Elle me poursuit comme une ombre,
je la devance parfois,
mais elle finit toujours
par me rattraper.
Je repartirai cette fois-ci encore avec ce goût amer dans la gorge ce goût de sang séché,
de promesse rompue,
de commémoration sans fin.
Mais aussi…
dans mes yeux,
les oiseaux.
Les enfants.
Leurs corps fusent,
plongent dans le lac
comme des flèches de lumière.
Pourquoi ce lac m’obsède-t-il tant ?
Pourquoi m’appelle-t-il toujours ?
Est-ce lui qui me garde ou moi qui refuse de partir ?
Il change de couleur
comme mon cœur.
Du pastel rosé doux au gris menaçant,
de l’argent timide
au miroir aveuglant
où se perdent le ciel
et l’horizon.
Les collines ondulent,
pleines d’art et d’ombres des ibigongos ...
des tableaux vivants
peints à l’encre tragique
de la mémoire.
Au début, je revenais ici
pour les imaginer,
eux, les miens,
courant dans les forêts,
au milieu des eucalyptus,
fuyant les machettes,
portant la peur comme une deuxième peau.
Je ne peux pas oublier.
Je ne veux pas oublier.
Cette année, cela fera trente et une années.
Et cette année encore,
la guerre.
Aujourd’hui, pendant que j’écris,
à Doha,
deux hommes vont se rencontrer.
L’un, maigre comme un fil de soie usée,
l’autre, gonflé comme un ballon d’arrogance.

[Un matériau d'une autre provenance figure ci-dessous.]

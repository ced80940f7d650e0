//! Module: index::resolved
//! Responsibility: precompiled, validated form of one index definition.
//! Boundary: every codec entrypoint runs against a `ResolvedIndex`; raw
//! `IndexDef` values are never interpreted per row.

use crate::{
    MAX_INDEX_FIELDS,
    error::CodecError,
    index::{
        extract::PlanNode,
        path::{PathStep, resolve_path},
    },
    model::{EnumDef, IndexConfig, IndexDef, JsonScalarType, ScalarType, TableDef},
};
use std::fmt;

///
/// ResolvedIndex
///
/// Index definition resolved against a table: one accessor per field plus
/// the per-index configuration. Built once at index-creation time.
///

#[derive(Clone, Debug)]
pub struct ResolvedIndex {
    name: String,
    config: IndexConfig,
    fields: Vec<ResolvedField>,
    pub(crate) plan: PlanNode,
}

impl ResolvedIndex {
    /// Resolve `def` against `table`, rejecting invalid definitions.
    pub fn resolve(table: &TableDef, def: &IndexDef) -> Result<Self, CodecError> {
        if def.name.trim().is_empty() {
            return Err(CodecError::index_definition("index name must not be empty"));
        }
        if def.fields.is_empty() {
            return Err(CodecError::index_definition(format!(
                "index '{}' declares no fields",
                def.name
            )));
        }
        if def.fields.len() > MAX_INDEX_FIELDS {
            return Err(CodecError::index_definition(format!(
                "index '{}' declares {} fields (limit {MAX_INDEX_FIELDS})",
                def.name,
                def.fields.len()
            )));
        }

        let mut fields: Vec<ResolvedField> = Vec::with_capacity(def.fields.len());
        for spec in &def.fields {
            let declared = spec.json_type.map(JsonScalarType::scalar_type);
            let resolved = resolve_path(&table.fields, &spec.path, declared)
                .map_err(|err| CodecError::definition(&spec.path, err))?;

            if fields.iter().any(|f| f.steps == resolved.steps) {
                return Err(CodecError::definition(&spec.path, "duplicate index field"));
            }

            fields.push(ResolvedField {
                path: spec.path.clone(),
                steps: resolved.steps,
                slot: resolved.slot,
                json_type: spec.json_type.filter(|_| resolved.ends_in_json),
                enum_def: resolved.enum_def,
            });
        }

        Ok(Self {
            name: def.name.clone(),
            config: def.config,
            plan: PlanNode::build(&fields),
            fields,
        })
    }

    #[must_use]
    pub fn name(&self) -> &str {
        &self.name
    }

    #[must_use]
    pub const fn config(&self) -> &IndexConfig {
        &self.config
    }

    #[must_use]
    pub fn fields(&self) -> &[ResolvedField] {
        &self.fields
    }

    #[must_use]
    pub const fn field_count(&self) -> usize {
        self.fields.len()
    }

    /// Whether any field crosses an array or map boundary.
    #[must_use]
    pub fn is_multi_key(&self) -> bool {
        self.fields.iter().any(ResolvedField::is_multi_valued)
    }

    pub(crate) fn field(&self, position: usize) -> Option<&ResolvedField> {
        self.fields.get(position)
    }
}

impl fmt::Display for ResolvedIndex {
    fn fmt(&self, f: &mut fmt::Formatter<'_>) -> fmt::Result {
        let fields: Vec<String> = self
            .fields
            .iter()
            .map(|field| format!("{} {}", field.path, field.slot))
            .collect();

        write!(f, "{}({})", self.name, fields.join(", "))
    }
}

///
/// ResolvedField
///
/// One index field: the path as written, its resolved steps, and the slot
/// type of the values it produces.
///

#[derive(Clone, Debug)]
pub struct ResolvedField {
    path: String,
    pub(crate) steps: Vec<PathStep>,
    slot: ScalarType,
    json_type: Option<JsonScalarType>,
    pub(crate) enum_def: Option<EnumDef>,
}

impl ResolvedField {
    #[must_use]
    pub fn path(&self) -> &str {
        &self.path
    }

    #[must_use]
    pub const fn slot_type(&self) -> ScalarType {
        self.slot
    }

    /// Declared json projection type, when the path ends inside json.
    #[must_use]
    pub const fn json_type(&self) -> Option<JsonScalarType> {
        self.json_type
    }

    #[must_use]
    pub fn is_multi_valued(&self) -> bool {
        self.steps.iter().any(PathStep::is_multi_valued)
    }
}

///
/// TESTS
///
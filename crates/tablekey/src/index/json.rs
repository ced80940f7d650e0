//! Module: index::json
//! Responsibility: narrow an untyped json value to the scalar type declared
//! for its index field.

use crate::{model::JsonScalarType, types::Number, value::Value};
use serde_json::Value as JsonValue;
use thiserror::Error as ThisError;

///
/// JsonProjectionError
///

#[derive(Clone, Debug, Eq, PartialEq, ThisError)]
pub enum JsonProjectionError {
    #[error("json {found} cannot be indexed as {expected}")]
    KindMismatch {
        expected: JsonScalarType,
        found: &'static str,
    },

    #[error("json number {literal} does not fit {expected}")]
    OutOfRange {
        expected: JsonScalarType,
        literal: String,
    },
}

/// Project the json value found at an index path (`None` when the path is
/// absent) onto `declared`.
///
/// Absent paths project to EMPTY and explicit `null` to JSON-NULL.
pub fn project(
    value: Option<&JsonValue>,
    declared: JsonScalarType,
) -> Result<Value, JsonProjectionError> {
    let Some(value) = value else {
        return Ok(Value::Empty);
    };

    let mismatch = || JsonProjectionError::KindMismatch {
        expected: declared,
        found: json_kind(value),
    };
    let out_of_range = |literal: &serde_json::Number| JsonProjectionError::OutOfRange {
        expected: declared,
        literal: literal.to_string(),
    };

    match (declared, value) {
        (_, JsonValue::Null) => Ok(Value::JsonNull),
        (JsonScalarType::Integer, JsonValue::Number(n)) => n
            .as_i64()
            .and_then(|v| i32::try_from(v).ok())
            .map(Value::Int)
            .ok_or_else(|| out_of_range(n)),
        (JsonScalarType::Long, JsonValue::Number(n)) => {
            n.as_i64().map(Value::Long).ok_or_else(|| out_of_range(n))
        }
        (JsonScalarType::Double, JsonValue::Number(n)) => {
            n.as_f64().map(Value::Float64).ok_or_else(|| out_of_range(n))
        }
        (JsonScalarType::Number, JsonValue::Number(n)) => n
            .to_string()
            .parse::<Number>()
            .map(Value::Number)
            .map_err(|_| out_of_range(n)),
        (JsonScalarType::String, JsonValue::String(s)) => Ok(Value::Text(s.clone())),
        (JsonScalarType::Boolean, JsonValue::Bool(b)) => Ok(Value::Bool(*b)),
        _ => Err(mismatch()),
    }
}

pub(crate) const fn json_kind(value: &JsonValue) -> &'static str {
    match value {
        JsonValue::Null => "null",
        JsonValue::Bool(_) => "boolean",
        JsonValue::Number(_) => "number",
        JsonValue::String(_) => "string",
        JsonValue::Array(_) => "array",
        JsonValue::Object(_) => "object",
    }
}

///
/// TESTS
///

Que vont-ils décider pour ce peuple ?
Ce peuple aux mille douleurs,
aux mille renaissances,
ce peuple qu’on trahit
depuis plus de cent ans....
Le Rwanda est un cri dans ma poitrine.
Un soupir dans mes nuits.
Un vertige au bord du lac.
Des corps.
Des ossements.
Des souvenirs.
Et pourtant,
des bananiers.
Des fleurs.
Des manguiers.
Des goyaviers.
Des pêcheurs qui rentrent en chantant au lever du soleil.
Des enfants qui rient.
Qui jouent.
Qui rêvent, peut-être.
En le regardant..
Ce lac.
Encore lui.
Face à moi.
Insolent de beauté,
comme une Tour de Babel renversée
dans mon âme
sans cœur,
sans mémoire,
mais pleine de trop
de mots
Et dans tout ce brouhaha!
J’ai besoin d’une pause.
D’un souffle.
D’un silence.
Mais je sais déjà…
Je le sais…
Je reviendrai.
Je dis toujours que je ne reviendrai jamais.
Mais je reviens.
Chaque fois.
Parce qu’il est là.
Parce qu’elle y est née.
Parce que j’ai aimé ici.
Parce que j’y ai perdu.
Parce que j’y vis.
Parce que le Rwanda
est inscrit dans mes veines
comme un second prénom un deuxième coeur noir
Pourras tu le laisser? S’éteindre seul,
dans son dernier souffle dans ta dernière prière silencieuse?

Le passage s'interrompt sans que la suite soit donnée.